Novartis’ Groundbreaking Sickle Cell Disease Drug Loses EU Support

The European Commission has officially withdrawn its approval of Novartis’ treatment for sickle cell disease, Adakveo (crizanlizumab). The Swiss pharmaceutical behemoth announced the government’s reversal Friday with dismay.

Novartis has been dealt a severe blow as the European Commission (EC) has withdrawn the approval of their medication, Adakveo, in all 27 European countries. Following a review of additional Phase III data by the Committee on Medicinal Products for Human Use (CHMP), the EC was forced to issue a legally binding decision, meaning the medication must be pulled from territories including Germany, Sweden, Spain as well as Iceland, Norway, and Liechtenstein.

Novartis has announced that patients in certain territories should consult with their doctors and healthcare providers to explore alternative treatments. This is a great opportunity to consider various options for improving health and overcoming medical issues.

Adakveo is an innovative humanized IgG2 monoclonal antibody that works to therapeutically intervene in sickle cell disease (SCD). Through its action, Adakveo works to inhibit the interaction between a cell adhesion molecule P-selectin – found on the surface of platelets and blood vessel endothelium – and its corresponding ligands, thus reducing and preventing the possibility of vaso-occlusion. This revolutionary new treatment for SCD offers hope for those living with the condition.

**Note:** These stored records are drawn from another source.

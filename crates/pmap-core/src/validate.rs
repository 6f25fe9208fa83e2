//! Load-time consistency checks across topology, catalog and overrides.
//!
//! Structural checks that fall out of building each component (duplicate
//! chips, port key mismatches, controlling ports) are reported by the
//! builders themselves. This module checks every supported (port, profile)
//! entry against the rest of the mapping.

use pmap_types::{PortId, ProfileId};
use tracing::warn;

use crate::config::{LoaderConfig, OverlapPolicy};
use crate::error::ConfigIssue;
use crate::overrides::{OverrideLayer, OverrideRule};
use crate::profiles::{PortProfileEntry, ProfileCatalog};
use crate::topology::{LogicalPort, PinTopology};

/// Checks every supported entry, appending problems to `issues`.
pub fn check_entries(
    topology: &PinTopology,
    catalog: &ProfileCatalog,
    overrides: &OverrideLayer,
    config: &LoaderConfig,
    issues: &mut Vec<ConfigIssue>,
) {
    for (port_id, profile_id, entry) in catalog.port_entries() {
        let Ok(port) = topology.port(port_id) else {
            continue;
        };
        check_entry(topology, catalog, config, port, profile_id, entry, issues);
        check_entry_overrides(overrides, config, port_id, profile_id, entry, issues);
    }
}

fn check_entry(
    topology: &PinTopology,
    catalog: &ProfileCatalog,
    config: &LoaderConfig,
    port: &LogicalPort,
    profile_id: ProfileId,
    entry: &PortProfileEntry,
    issues: &mut Vec<ConfigIssue>,
) {
    let issue = |message: String| ConfigIssue::entry(port.id, profile_id, message);

    if !catalog.contains(profile_id) {
        issues.push(issue("profile is not in the platform profile catalog".to_string()));
        return;
    }
    let pim = port.pim_id();
    let Ok(profile) = catalog.lookup_profile_for_pim(profile_id, pim) else {
        issues.push(issue(format!("no profile variant for PIM {:?}", pim)));
        return;
    };

    let num_lanes = profile.num_lanes as usize;
    if entry.iphy.len() != num_lanes {
        issues.push(issue(format!(
            "{} iphy pins for a {}-lane profile",
            entry.iphy.len(),
            num_lanes
        )));
    }
    if let Some(transceiver) = &entry.transceiver {
        if transceiver.len() != num_lanes {
            issues.push(issue(format!(
                "{} transceiver pins for a {}-lane profile",
                transceiver.len(),
                num_lanes
            )));
        }
    }
    if num_lanes > port.lanes.len() {
        issues.push(issue(format!(
            "profile needs {} lanes but the port has {}",
            num_lanes,
            port.lanes.len()
        )));
    }

    if config.validate_pin_wiring {
        for (i, pin) in entry.iphy.iter().enumerate() {
            if !port.has_a_pin(pin.pin) {
                issues.push(issue(format!("iphy pin {} is not wired to the port", i)));
            }
        }
        for (i, pin) in entry.transceiver.iter().flatten().enumerate() {
            if !port.has_z_pin(*pin) {
                issues.push(issue(format!("transceiver pin {} is not wired to the port", i)));
            }
        }
    }

    let sharing = topology.ports_sharing_any(entry.iphy_pins());
    for subsumed in &entry.subsumed {
        if topology.port(*subsumed).is_err() {
            issues.push(issue(format!("subsumed port {} does not exist", subsumed)));
        } else if !sharing.contains(subsumed) {
            issues.push(issue(format!(
                "subsumed port {} shares no lane with the profile's pins",
                subsumed
            )));
        }
    }
}

fn check_entry_overrides(
    overrides: &OverrideLayer,
    config: &LoaderConfig,
    port: PortId,
    profile: ProfileId,
    entry: &PortProfileEntry,
    issues: &mut Vec<ConfigIssue>,
) {
    let rules = overrides.candidates_for_entry(port, profile);
    let pin_count = entry.iphy.len();

    for rule in &rules {
        // One entry applies to every lane; otherwise there is one per pin.
        let size = rule.iphy.len();
        if size > 1 && size != pin_count {
            issues.push(ConfigIssue::entry(
                port,
                profile,
                format!(
                    "override rule {} has {} iphy pins, entry has {}",
                    rule.index, size, pin_count
                ),
            ));
        }
        if let Some(lane) = rule.max_all_lane() {
            if lane as usize >= pin_count {
                issues.push(ConfigIssue::entry(
                    port,
                    profile,
                    format!(
                        "override rule {} addresses lane {} of {} iphy pins",
                        rule.index, lane, pin_count
                    ),
                ));
            }
        }
        if let Some(replacement) = &rule.profile {
            if replacement.iphy.num_lanes as usize != pin_count {
                issues.push(ConfigIssue::entry(
                    port,
                    profile,
                    format!(
                        "override rule {} profile has {} lanes, entry has {}",
                        rule.index, replacement.iphy.num_lanes, pin_count
                    ),
                ));
            }
        }
    }

    if config.overlapping_overrides == OverlapPolicy::Allow {
        return;
    }
    for (i, first) in rules.iter().enumerate() {
        for second in &rules[i + 1..] {
            let Some(key) = overlapping_key(first, second, entry) else {
                continue;
            };
            if config.overlapping_overrides.is_reject() {
                issues.push(ConfigIssue::entry(
                    port,
                    profile,
                    format!(
                        "override rules {} and {} both write {}",
                        first.index, second.index, key
                    ),
                ));
            } else {
                warn!(
                    port = %port,
                    profile = %profile,
                    first = first.index,
                    second = second.index,
                    key = %key,
                    "Overlapping override rules, later rule wins"
                );
            }
        }
    }
}

/// Returns the first override key both rules write for the entry, if their
/// transceiver conditions are identical.
fn overlapping_key(
    first: &OverrideRule,
    second: &OverrideRule,
    entry: &PortProfileEntry,
) -> Option<String> {
    if !first.factor.same_transceiver_conditions(&second.factor) {
        return None;
    }
    if first.profile.is_some() && second.profile.is_some() {
        return Some("the profile".to_string());
    }
    entry.iphy.iter().enumerate().find_map(|(position, pin)| {
        let a = first.candidate(position, pin.pin)?;
        let b = second.candidate(position, pin.pin)?;
        (a.is_chip_specific() == b.is_chip_specific())
            .then(|| format!("iphy position {}", position))
    })
}
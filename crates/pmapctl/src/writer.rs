//! JSON plan output.

use std::io::{self, Write};

use pmap_core::{PlanSink, PortProgrammingPlan};

/// Writes each applied plan as pretty-printed JSON.
pub struct JsonPlanWriter<W: Write> {
    out: W,
}

impl<W: Write> JsonPlanWriter<W> {
    pub fn new(out: W) -> Self {
        Self { out }
    }

    pub fn into_inner(self) -> W {
        self.out
    }
}

impl<W: Write> PlanSink for JsonPlanWriter<W> {
    type Error = io::Error;

    fn apply(&mut self, plan: &PortProgrammingPlan) -> Result<(), io::Error> {
        serde_json::to_writer_pretty(&mut self.out, plan)?;
        writeln!(self.out)?;
        self.out.flush()
    }
}

#[cfg(test)]
mod tests {
    use super::*;
    use pmap_core::{program_ports, LoaderConfig, MappingStore, RawPlatformMapping, ResolveRequest};
    use pmap_types::{PortId, ProfileId};
    use pretty_assertions::assert_eq;

    #[test]
    fn test_writes_plan_json() {
        let raw = RawPlatformMapping::from_json_str(&pmap_test::sample_mapping_json()).unwrap();
        let store = MappingStore::new(&raw, LoaderConfig::default()).unwrap();
        let mut writer = JsonPlanWriter::new(Vec::new());
        program_ports(
            &store.resolver(),
            &[ResolveRequest::new(PortId(1), ProfileId(22))],
            &mut writer,
        )
        .unwrap();

        let out = String::from_utf8(writer.into_inner()).unwrap();
        let value: serde_json::Value = serde_json::from_str(&out).unwrap();
        assert_eq!(value["port"], serde_json::json!(1));
        assert_eq!(value["subsumed_ports"], serde_json::json!([3]));
        assert_eq!(value["iphy_pins"][0]["pin"]["chip"], serde_json::json!("BC0"));
        assert_eq!(value["iphy_pins"][0]["tx_source"], serde_json::json!("default"));
        assert_eq!(value["effective_profile"]["fec"], serde_json::json!(528));
    }
}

In November 2019, the FDA granted its approval to Adakveo, a therapeutic specifically designed to reduce painful vaso-occlusive crises experienced by sufferers of sickle cell disease aged 16 and older. Almost a year later, in October 2020, high hopes were placed in the product when the European Medicines Agency conditionally allowed its authorization, pending additional data advocating its efficacy and safety.

In January, Novartis announced an unexpected setback in the late-stage STAND trial that was looking to support full approval of Adakveo in the EU. Preliminary analysis revealed that, unfortunately, Adakveo was unable to demonstrate differentiating efficacy over placebo in terms of lowering the annualized rates of vaso-occlusive events in SCD patients. This came as a shock to many given the promising outcome of earlier trials.

In May 2023, the European Medicines Agency’s Committee for Medicinal Products for Human Use (CHMP) launched its own review of Novartis’ Adakveo, ultimately confirming that the treatment did not significantly reduce the number of painful crises requiring a healthcare visit, in comparison to placebo.

The European regulator studied the efficacy of Adakveo, the managed access program, through its real-world performance and past studies. Unfortunately, it was found that these studies—lacking a comparator—could not be relied upon to show the effects of Adakveo and oppose the disconcerting findings of the STAND study.

Novartis affirmed that Adakveo’s safety profile continues to stay in line with that of prior studies, despite STAND failing to show significant therapeutic results. Nevertheless, no new safety concerns have been brought to light through the study.

Despite the promising results of the STAND study, the CHMP noted that Adakveo had a higher rate of severe and serious treatment-related side effects, and concluded that its benefits did not outweigh its risks.